Usage of several datasets during performance analysis is caused by the absence of a single “universal” dataset for evaluation of behavior-based authentication systems for both short and long-term changes of users behavioral patterns. Thus, we divided considered datasets into two groups, namely with short-time (ExtraSensory, MotionSense and in-house databases) and long-term (SherLock, H-MOG and UMDAA-02 datasets) estimations.

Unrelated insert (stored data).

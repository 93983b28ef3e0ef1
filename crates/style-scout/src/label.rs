//! Assign ranked colors to semantic roles.
//!
//! Heuristics run first: text by contrast against the page background
//! (or darkest when there is none), accent by saturation, then primary and
//! secondary from whatever is left in rank order. Custom properties named
//! after a role override the heuristics afterwards.

use crate::color::{parse_color, Rgb, OPAQUE_ALPHA};
use crate::extract::CssVars;
use crate::types::{ColorRole, FontSizes, LabeledColors, SizeRole};
use fnv::FnvHashMap;
use regex::Regex;
use std::cmp::Ordering;
use std::sync::OnceLock;

/// Minimum saturation for a color to be considered an accent.
pub const ACCENT_MIN_SATURATION: f64 = 0.2;

/// Label `colors` (rank order) against an optional raw background value.
///
/// Pure: the same inputs always produce the same labels.
pub fn label(colors: &[String], background: Option<&str>) -> LabeledColors {
    label_with_alpha(colors, background, &FnvHashMap::default())
}

/// Like [`label`], with the strongest alpha each canonical color was
/// written with. Colors whose alpha stays below [`OPAQUE_ALPHA`] are never
/// picked as text; colors missing from `alphas` count as opaque.
pub fn label_with_alpha(
    colors: &[String],
    background: Option<&str>,
    alphas: &FnvHashMap<String, f32>,
) -> LabeledColors {
    let parsed: Vec<(&String, Rgb)> = colors
        .iter()
        .filter_map(|c| parse_color(c).map(|rgb| (c, rgb)))
        .collect();
    let background = background.and_then(parse_color);

    let text = pick_text(&parsed, background.as_ref(), alphas);
    let accent = pick_accent(&parsed);

    let mut remaining = colors.iter().filter(|c| {
        let taken = |role: &Option<String>| role.as_deref().is_some_and(|r| r.eq_ignore_ascii_case(c));
        !taken(&text) && !taken(&accent)
    });
    let primary = remaining.next().or_else(|| colors.first()).cloned();
    let secondary = remaining.next().or_else(|| colors.get(1)).cloned();

    LabeledColors {
        primary,
        secondary,
        text,
        accent,
    }
}

fn pick_text(
    parsed: &[(&String, Rgb)],
    background: Option<&Rgb>,
    alphas: &FnvHashMap<String, f32>,
) -> Option<String> {
    let mut candidates: Vec<&(&String, Rgb)> = parsed
        .iter()
        .filter(|(hex, rgb)| {
            rgb.is_opaque()
                && alphas
                    .get(hex.to_ascii_lowercase().as_str())
                    .map_or(true, |a| *a >= OPAQUE_ALPHA)
        })
        .collect();

    match background {
        Some(bg) => candidates.sort_by(|a, b| {
            b.1.contrast_ratio(bg)
                .partial_cmp(&a.1.contrast_ratio(bg))
                .unwrap_or(Ordering::Equal)
        }),
        None => candidates.sort_by(|a, b| {
            a.1.luminance()
                .partial_cmp(&b.1.luminance())
                .unwrap_or(Ordering::Equal)
        }),
    }

    candidates.first().map(|(hex, _)| hex.to_string())
}

fn pick_accent(parsed: &[(&String, Rgb)]) -> Option<String> {
    let saturated: Vec<&(&String, Rgb)> = parsed
        .iter()
        .filter(|(_, rgb)| rgb.saturation() >= ACCENT_MIN_SATURATION)
        .collect();
    let mut candidates = if saturated.is_empty() {
        parsed.iter().collect()
    } else {
        saturated
    };

    candidates.sort_by(|a, b| {
        b.1.saturation()
            .partial_cmp(&a.1.saturation())
            .unwrap_or(Ordering::Equal)
            .then_with(|| {
                a.1.luminance()
                    .partial_cmp(&b.1.luminance())
                    .unwrap_or(Ordering::Equal)
            })
    });

    candidates.first().map(|(hex, _)| hex.to_string())
}

/// Which color role a custom property name speaks for, if any.
pub fn color_role_for_property(name: &str) -> Option<ColorRole> {
    let name = name.to_ascii_lowercase();
    if name.contains("primary") {
        Some(ColorRole::Primary)
    } else if name.contains("secondary") {
        Some(ColorRole::Secondary)
    } else if name.contains("accent") || name.contains("brand") {
        Some(ColorRole::Accent)
    } else if name.contains("text") {
        Some(ColorRole::Text)
    } else {
        None
    }
}

fn heading_name_re() -> &'static Regex {
    static RE: OnceLock<Regex> = OnceLock::new();
    RE.get_or_init(|| {
        Regex::new(r"(?:^|[^a-z0-9])h([1-6])(?:$|[^0-9])").expect("heading name regex is valid")
    })
}

/// Which font-size slot a custom property name speaks for, if any.
pub fn size_role_for_property(name: &str) -> Option<SizeRole> {
    let name = name.to_ascii_lowercase();
    if let Some(caps) = heading_name_re().captures(&name) {
        let level = caps.get(1)?.as_str().parse::<u8>().ok()?;
        return SizeRole::heading(level);
    }
    if name.contains("cta") || name.contains("button") || name.contains("btn") {
        return Some(SizeRole::Cta);
    }
    if name.contains("base") || name.contains("body") || name.contains("root") {
        return Some(SizeRole::Base);
    }
    None
}

/// Overwrite heuristic labels with role-named color properties.
///
/// The first definition of a role in source order wins. Values are stored
/// as canonical hex; unparsable values are ignored.
pub fn apply_color_overrides(labels: &mut LabeledColors, vars: &CssVars) {
    let mut seen: Vec<ColorRole> = Vec::new();
    for (name, value) in &vars.colors {
        let Some(role) = color_role_for_property(name) else {
            continue;
        };
        if seen.contains(&role) {
            continue;
        }
        let Some(rgb) = parse_color(value) else {
            continue;
        };
        labels.set(role, Some(rgb.to_hex()));
        seen.push(role);
    }
}

/// Overwrite selector-derived font sizes with slot-named size properties.
///
/// The first definition of a slot in source order wins.
pub fn apply_size_overrides(sizes: &mut FontSizes, vars: &CssVars) {
    let mut seen: Vec<SizeRole> = Vec::new();
    for (name, value) in &vars.sizes {
        let Some(role) = size_role_for_property(name) else {
            continue;
        };
        if seen.contains(&role) {
            continue;
        }
        sizes.set(role, Some(value.clone()));
        seen.push(role);
    }
}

Comparative analysis of state-of-the-art and proposed BehaviorID solutions was done for widespread usage scenarios. Spoofing Acceptance Rate (SAR) evaluation was done. Multimodal authentication in various usage contexts as well as long-term tracking of behavioral pattern alterations were performed. Our BehaviorID technology provides a similar performance or outperforms them in all considered cases:

•      noticeable decrease of SAR (down to 9%) and False Rejection Rate (down to two times) values were obtained for the fixed
        usage context;
•      BehaviorID allows for reducing error rates up to three times in comparison with Abuhamad’s solutions for the case of
        multimodal authentication in several usage contexts;
•      in the most difficult case of long-term tracking of the behavioral template, BehaviorID outperforms Abuhamad et al. and
        MMAuth solutions up to four times in terms of False Acceptance Rate while preserving fixed (low) computational
        complexity

Please note that obtained results correspond to performance of considered solutions in different use cases and usage contexts, namely for fixed usage context (text typing during still standing), for a several usage contexts (during still standing, walking) and for tracking of long-term changes of behavioral patterns. Differences in the metrics can be explained by the fact that several datasets are used for evaluation. This is caused by absence in public domain a dataset that could be used for all considered cases.

Conclusion

We presented BehaviorID - a novel technology for on-device context-dependent, privacy-preserving, behavior-based continuous authentication. The BehaviorID is based on a computationally efficient A-RNN model for simultaneous tracking of ensembles of behavioral features collected from mobile phone built-in sensors. This allows for battery-friendly processing and fast adaptation of behavioral templates to alterations of user habits and changes in the user's physical state. Because of good accuracy vs. footprint balance, BehaviorID is suitable for a range of applications in authentication scenarios on embedded devices.